» Problem description: Across the data below, how many lines have the word "FilterArgs" in them? Respond with the number alone.

Given data START

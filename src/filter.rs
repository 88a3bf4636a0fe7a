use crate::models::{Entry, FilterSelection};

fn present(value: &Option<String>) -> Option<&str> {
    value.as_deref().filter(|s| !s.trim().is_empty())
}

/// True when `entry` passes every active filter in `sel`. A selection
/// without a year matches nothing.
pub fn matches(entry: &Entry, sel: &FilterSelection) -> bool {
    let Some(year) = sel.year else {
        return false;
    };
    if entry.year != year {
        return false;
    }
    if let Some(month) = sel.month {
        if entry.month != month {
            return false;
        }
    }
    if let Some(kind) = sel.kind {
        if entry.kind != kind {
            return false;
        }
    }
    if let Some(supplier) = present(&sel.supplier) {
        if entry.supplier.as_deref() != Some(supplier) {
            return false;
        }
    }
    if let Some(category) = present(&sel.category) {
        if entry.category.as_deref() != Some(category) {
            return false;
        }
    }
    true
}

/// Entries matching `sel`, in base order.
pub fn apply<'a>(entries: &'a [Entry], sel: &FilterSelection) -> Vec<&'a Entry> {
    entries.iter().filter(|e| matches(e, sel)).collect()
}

Given data END
Given data START

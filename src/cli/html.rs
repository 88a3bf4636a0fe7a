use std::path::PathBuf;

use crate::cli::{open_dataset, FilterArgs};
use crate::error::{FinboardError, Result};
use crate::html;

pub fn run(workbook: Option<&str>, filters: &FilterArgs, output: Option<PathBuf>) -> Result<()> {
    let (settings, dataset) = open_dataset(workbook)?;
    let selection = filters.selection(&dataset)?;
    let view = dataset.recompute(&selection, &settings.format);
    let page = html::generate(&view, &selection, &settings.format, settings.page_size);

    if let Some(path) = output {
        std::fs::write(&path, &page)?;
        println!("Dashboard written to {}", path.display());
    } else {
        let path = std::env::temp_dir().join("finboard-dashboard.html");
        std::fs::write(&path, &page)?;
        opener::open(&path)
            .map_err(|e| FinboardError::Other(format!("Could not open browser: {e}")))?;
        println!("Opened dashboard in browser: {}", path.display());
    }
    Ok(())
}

Given data END

» Exercise output: 2